### Work instruction
From the entries below, reproduce exactly the line containing "filename src/error.rs", the line containing "inside a policy document.", and every line in between, with nothing added.

### Entries shown
####################

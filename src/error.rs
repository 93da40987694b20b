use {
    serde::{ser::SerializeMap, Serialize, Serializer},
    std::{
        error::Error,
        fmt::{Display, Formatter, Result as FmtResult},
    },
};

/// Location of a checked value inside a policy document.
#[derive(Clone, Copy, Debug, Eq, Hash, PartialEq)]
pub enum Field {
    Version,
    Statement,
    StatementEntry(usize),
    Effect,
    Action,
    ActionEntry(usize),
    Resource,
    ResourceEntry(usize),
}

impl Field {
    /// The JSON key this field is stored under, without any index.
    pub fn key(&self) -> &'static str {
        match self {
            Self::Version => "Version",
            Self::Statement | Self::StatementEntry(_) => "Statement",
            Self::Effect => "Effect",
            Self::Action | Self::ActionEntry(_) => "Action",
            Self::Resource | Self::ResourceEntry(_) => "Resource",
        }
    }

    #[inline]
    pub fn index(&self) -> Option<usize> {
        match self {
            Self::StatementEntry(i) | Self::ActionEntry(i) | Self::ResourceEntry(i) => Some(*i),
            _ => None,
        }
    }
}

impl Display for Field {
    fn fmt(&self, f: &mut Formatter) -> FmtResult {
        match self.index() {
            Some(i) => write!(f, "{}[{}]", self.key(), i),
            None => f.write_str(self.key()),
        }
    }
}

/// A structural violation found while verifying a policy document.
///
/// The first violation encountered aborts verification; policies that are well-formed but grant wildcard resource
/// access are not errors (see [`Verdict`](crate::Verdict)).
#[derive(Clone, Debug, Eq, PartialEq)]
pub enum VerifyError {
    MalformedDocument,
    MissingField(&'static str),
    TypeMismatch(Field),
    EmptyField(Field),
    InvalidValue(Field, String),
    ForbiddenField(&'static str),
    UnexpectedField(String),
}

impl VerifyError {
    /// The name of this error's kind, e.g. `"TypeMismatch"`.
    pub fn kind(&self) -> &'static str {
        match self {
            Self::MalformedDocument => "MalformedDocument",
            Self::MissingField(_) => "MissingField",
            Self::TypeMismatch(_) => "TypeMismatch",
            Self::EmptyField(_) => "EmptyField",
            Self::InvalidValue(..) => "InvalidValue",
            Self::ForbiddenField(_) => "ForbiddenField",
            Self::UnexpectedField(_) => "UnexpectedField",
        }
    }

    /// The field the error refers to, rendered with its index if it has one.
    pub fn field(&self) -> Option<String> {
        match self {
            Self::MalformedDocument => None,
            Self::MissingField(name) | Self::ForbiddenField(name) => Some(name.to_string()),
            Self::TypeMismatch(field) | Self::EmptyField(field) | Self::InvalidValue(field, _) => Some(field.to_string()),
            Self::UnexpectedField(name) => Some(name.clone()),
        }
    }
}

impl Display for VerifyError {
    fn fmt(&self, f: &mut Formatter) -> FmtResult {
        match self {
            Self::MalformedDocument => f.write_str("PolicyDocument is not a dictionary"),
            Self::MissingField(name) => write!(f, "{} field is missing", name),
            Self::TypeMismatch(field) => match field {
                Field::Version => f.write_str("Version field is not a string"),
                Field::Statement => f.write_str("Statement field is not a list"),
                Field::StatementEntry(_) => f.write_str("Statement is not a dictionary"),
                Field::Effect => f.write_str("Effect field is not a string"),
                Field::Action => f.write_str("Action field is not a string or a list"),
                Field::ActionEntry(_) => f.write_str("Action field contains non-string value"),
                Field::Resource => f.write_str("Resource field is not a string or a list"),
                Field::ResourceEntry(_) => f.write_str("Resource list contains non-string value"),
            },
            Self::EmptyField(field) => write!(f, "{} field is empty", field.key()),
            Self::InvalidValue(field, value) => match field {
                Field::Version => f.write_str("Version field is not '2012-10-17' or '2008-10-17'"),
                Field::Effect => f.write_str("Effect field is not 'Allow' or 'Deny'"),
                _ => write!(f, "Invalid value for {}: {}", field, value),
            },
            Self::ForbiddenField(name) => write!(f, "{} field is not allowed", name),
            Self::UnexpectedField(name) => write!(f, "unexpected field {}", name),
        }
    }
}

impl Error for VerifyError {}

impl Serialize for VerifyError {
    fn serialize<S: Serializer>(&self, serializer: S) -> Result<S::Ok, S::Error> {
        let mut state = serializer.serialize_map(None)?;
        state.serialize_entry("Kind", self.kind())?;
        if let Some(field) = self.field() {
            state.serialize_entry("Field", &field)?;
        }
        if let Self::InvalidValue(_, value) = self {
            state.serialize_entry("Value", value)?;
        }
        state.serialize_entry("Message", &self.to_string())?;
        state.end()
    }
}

####################

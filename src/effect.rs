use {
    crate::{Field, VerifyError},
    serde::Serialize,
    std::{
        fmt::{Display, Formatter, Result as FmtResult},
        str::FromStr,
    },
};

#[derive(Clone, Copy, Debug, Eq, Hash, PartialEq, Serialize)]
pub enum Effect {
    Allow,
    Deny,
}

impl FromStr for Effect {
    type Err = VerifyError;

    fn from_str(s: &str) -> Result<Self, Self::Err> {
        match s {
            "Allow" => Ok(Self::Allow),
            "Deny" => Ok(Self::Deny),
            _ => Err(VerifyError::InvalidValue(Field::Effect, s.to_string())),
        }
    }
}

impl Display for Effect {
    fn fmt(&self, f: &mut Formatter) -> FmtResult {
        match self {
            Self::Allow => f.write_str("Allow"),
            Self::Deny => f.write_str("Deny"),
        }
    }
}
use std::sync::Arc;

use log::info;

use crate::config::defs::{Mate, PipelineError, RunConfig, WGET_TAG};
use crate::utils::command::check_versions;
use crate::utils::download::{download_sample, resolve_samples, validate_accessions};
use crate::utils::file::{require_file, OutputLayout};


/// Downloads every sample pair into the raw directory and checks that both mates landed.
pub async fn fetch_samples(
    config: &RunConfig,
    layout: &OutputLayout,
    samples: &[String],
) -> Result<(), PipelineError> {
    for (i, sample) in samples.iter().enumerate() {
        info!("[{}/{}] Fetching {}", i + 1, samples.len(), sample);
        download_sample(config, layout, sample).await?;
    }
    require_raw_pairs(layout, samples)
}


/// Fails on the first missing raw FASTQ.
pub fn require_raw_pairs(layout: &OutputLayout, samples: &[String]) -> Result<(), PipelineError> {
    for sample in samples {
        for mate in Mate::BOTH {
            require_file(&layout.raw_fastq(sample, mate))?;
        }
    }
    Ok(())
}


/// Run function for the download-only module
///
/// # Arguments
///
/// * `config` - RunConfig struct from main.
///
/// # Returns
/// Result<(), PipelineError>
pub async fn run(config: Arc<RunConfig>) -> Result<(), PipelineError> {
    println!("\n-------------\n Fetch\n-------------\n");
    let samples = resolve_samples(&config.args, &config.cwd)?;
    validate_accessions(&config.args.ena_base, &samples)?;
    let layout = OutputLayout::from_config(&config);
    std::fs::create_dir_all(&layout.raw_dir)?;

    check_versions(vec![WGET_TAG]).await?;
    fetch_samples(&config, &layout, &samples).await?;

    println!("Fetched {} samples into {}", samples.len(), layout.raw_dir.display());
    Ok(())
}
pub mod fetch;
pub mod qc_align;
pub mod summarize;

####################

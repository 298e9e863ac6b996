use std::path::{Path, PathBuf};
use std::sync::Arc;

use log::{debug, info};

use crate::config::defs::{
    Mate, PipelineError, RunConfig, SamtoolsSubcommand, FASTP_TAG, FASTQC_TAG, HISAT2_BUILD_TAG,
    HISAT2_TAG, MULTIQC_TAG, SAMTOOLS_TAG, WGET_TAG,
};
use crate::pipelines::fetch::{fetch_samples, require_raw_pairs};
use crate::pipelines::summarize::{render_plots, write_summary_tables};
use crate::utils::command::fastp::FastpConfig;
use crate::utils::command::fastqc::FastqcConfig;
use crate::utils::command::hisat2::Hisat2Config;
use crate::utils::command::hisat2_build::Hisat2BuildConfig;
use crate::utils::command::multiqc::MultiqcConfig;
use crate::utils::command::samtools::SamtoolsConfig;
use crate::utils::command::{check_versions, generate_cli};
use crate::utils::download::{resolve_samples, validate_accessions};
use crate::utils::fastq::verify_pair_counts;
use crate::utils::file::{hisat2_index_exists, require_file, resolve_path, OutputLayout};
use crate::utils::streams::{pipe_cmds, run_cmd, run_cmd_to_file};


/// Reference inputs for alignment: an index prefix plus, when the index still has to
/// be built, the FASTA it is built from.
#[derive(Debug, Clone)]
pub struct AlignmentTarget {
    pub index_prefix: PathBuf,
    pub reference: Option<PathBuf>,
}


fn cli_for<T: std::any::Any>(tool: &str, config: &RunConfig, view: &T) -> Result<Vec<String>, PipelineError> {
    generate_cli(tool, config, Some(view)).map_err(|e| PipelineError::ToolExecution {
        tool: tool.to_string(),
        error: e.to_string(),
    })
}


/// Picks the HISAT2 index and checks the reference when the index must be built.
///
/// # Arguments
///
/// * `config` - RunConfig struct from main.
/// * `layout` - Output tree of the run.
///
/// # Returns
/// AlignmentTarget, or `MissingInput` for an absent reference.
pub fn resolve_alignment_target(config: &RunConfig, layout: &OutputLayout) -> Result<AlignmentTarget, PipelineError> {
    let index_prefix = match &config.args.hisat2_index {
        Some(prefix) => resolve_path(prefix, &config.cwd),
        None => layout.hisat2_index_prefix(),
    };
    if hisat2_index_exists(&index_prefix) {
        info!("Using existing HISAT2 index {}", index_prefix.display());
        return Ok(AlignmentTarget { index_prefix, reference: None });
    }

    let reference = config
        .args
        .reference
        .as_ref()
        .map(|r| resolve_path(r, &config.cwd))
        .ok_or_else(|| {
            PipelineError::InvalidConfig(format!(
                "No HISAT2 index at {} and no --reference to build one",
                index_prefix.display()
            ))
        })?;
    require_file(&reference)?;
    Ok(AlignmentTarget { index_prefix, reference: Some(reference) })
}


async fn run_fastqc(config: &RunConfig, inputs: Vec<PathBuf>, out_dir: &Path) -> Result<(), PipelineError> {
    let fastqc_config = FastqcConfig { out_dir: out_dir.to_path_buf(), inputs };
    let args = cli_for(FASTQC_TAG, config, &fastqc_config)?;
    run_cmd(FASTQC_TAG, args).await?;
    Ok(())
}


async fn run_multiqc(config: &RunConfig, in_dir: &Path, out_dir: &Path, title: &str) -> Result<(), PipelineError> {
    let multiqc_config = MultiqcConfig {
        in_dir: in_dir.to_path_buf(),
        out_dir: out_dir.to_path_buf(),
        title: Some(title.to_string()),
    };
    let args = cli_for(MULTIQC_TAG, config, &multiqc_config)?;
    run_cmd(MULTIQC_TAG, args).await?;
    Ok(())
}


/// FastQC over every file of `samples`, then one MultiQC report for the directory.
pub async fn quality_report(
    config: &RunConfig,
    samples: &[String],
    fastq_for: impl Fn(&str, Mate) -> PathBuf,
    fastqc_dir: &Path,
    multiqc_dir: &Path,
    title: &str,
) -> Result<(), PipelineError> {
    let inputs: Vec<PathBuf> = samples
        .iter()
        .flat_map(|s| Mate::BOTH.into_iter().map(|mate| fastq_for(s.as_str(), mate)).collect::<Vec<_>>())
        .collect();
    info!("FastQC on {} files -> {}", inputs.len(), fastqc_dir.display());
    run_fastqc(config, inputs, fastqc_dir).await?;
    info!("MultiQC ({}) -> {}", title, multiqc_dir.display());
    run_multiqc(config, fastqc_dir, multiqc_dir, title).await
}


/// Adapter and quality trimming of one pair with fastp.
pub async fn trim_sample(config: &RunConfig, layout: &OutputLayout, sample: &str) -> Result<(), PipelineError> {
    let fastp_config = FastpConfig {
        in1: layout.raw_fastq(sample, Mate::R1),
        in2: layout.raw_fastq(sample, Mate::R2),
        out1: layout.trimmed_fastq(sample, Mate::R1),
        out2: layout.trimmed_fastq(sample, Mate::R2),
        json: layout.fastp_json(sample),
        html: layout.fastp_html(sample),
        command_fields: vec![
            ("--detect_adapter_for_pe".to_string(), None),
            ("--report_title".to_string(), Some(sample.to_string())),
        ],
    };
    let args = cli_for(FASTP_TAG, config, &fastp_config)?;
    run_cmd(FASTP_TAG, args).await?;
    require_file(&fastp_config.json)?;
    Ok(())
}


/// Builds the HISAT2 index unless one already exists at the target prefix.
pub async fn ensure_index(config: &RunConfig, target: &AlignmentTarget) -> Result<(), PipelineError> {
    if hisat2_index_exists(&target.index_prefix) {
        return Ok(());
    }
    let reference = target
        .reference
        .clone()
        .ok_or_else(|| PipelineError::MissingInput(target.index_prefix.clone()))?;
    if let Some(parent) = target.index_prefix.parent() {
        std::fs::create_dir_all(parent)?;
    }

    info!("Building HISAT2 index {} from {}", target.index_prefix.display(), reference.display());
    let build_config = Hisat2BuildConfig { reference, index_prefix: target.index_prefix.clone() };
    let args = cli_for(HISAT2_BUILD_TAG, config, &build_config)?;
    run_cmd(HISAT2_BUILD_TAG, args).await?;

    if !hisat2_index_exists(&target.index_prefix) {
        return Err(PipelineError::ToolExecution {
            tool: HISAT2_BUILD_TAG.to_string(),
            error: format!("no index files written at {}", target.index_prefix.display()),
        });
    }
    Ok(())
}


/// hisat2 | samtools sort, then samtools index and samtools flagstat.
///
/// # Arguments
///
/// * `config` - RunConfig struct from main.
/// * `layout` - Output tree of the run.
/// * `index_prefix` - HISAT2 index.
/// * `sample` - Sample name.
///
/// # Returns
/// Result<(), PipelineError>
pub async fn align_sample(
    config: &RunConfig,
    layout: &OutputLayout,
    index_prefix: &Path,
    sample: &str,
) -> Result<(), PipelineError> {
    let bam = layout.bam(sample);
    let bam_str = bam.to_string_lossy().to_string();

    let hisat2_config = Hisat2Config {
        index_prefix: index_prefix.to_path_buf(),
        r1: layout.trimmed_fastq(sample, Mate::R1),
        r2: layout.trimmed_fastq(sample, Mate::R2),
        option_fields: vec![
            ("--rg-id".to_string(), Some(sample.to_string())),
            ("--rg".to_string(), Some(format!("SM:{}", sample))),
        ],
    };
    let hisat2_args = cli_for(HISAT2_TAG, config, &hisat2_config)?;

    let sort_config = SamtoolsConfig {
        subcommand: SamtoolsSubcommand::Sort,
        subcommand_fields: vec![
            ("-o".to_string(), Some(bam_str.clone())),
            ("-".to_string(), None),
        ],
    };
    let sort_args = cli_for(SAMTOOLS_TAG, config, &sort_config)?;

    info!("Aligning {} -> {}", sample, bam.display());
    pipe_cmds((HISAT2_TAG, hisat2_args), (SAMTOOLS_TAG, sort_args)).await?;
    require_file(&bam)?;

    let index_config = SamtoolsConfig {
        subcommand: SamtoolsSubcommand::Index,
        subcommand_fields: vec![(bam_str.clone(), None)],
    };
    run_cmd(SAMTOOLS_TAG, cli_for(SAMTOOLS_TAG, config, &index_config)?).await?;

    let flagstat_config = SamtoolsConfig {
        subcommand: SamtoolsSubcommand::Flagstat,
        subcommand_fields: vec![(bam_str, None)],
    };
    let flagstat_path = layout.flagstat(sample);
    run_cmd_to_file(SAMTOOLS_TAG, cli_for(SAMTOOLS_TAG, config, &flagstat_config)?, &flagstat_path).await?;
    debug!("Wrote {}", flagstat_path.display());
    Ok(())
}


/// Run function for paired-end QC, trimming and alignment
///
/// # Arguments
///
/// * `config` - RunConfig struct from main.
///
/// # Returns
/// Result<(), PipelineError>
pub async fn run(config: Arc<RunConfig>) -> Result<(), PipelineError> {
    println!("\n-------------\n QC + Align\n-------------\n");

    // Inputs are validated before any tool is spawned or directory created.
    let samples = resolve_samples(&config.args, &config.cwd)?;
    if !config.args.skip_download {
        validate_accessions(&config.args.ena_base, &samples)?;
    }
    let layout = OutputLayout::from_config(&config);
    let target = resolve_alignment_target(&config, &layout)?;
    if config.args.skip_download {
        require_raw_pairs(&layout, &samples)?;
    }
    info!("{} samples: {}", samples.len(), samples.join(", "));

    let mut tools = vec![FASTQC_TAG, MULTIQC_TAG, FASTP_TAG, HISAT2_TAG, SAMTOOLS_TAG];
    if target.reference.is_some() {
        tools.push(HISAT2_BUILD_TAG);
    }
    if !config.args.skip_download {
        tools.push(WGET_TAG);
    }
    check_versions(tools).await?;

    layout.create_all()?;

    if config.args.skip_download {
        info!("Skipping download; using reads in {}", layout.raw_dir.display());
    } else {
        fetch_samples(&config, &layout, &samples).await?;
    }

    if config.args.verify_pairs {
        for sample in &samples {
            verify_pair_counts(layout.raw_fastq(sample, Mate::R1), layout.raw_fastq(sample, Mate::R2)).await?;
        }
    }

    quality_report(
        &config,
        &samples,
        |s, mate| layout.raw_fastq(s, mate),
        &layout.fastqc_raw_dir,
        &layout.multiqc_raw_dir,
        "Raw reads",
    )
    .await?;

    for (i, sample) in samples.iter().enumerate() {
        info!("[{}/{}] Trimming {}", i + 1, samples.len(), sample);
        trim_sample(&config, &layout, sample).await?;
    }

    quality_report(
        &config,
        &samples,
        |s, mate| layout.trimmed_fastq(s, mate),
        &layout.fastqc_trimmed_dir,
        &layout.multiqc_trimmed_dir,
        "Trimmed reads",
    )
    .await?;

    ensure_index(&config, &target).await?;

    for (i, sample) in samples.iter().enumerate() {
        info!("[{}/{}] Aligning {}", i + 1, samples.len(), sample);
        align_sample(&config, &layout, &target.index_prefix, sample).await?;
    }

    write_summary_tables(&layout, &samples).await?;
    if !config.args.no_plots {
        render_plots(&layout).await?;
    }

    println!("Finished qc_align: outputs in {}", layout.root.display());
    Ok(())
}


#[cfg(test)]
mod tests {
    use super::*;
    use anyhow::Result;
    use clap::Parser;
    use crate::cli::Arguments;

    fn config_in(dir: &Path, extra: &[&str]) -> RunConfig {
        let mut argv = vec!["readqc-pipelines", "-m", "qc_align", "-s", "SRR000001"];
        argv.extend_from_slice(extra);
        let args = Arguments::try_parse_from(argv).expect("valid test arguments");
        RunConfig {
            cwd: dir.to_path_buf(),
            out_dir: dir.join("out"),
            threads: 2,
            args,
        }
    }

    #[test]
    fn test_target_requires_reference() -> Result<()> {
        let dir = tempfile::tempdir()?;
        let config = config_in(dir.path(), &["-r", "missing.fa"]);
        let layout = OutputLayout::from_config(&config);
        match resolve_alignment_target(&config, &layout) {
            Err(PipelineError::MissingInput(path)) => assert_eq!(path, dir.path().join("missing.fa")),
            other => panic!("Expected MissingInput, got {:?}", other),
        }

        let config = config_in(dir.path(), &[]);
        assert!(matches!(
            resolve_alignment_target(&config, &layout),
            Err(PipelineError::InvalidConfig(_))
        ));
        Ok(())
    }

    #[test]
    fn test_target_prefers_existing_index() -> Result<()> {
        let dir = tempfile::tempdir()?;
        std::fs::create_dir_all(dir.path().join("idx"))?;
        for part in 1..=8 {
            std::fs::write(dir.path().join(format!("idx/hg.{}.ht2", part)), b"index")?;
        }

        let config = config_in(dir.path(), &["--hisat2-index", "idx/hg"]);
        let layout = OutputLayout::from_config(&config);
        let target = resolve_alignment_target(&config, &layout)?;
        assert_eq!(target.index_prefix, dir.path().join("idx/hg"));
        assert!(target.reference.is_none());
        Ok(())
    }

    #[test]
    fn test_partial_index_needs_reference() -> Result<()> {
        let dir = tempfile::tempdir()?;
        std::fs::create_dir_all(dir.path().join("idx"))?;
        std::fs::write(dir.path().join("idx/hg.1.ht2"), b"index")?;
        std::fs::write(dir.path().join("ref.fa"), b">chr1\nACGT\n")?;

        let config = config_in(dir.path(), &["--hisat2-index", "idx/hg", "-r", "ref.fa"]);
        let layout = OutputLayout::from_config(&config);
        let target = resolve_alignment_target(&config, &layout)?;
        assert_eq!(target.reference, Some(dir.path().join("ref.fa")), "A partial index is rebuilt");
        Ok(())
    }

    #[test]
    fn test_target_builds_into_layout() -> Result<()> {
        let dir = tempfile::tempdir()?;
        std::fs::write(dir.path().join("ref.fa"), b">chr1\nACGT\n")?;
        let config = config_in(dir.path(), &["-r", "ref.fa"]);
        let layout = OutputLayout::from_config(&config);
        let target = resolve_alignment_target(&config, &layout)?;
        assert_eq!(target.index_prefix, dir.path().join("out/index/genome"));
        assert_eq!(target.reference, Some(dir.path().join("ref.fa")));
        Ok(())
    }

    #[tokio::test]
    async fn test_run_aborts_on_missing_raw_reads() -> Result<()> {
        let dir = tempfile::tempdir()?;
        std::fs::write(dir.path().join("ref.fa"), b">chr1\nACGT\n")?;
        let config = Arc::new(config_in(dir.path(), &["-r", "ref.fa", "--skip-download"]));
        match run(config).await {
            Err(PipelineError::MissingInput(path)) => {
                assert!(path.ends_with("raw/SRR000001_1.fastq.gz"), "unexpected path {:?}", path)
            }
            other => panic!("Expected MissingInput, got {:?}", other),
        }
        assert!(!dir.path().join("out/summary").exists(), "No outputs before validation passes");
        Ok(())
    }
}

####################

### Response for this exercise
filename src/error.rs
repository 93da40987694b20b
use {
    serde::{ser::SerializeMap, Serialize, Serializer},
    std::{
        error::Error,
        fmt::{Display, Formatter, Result as FmtResult},
    },
};

/// Location of a checked value inside a policy document.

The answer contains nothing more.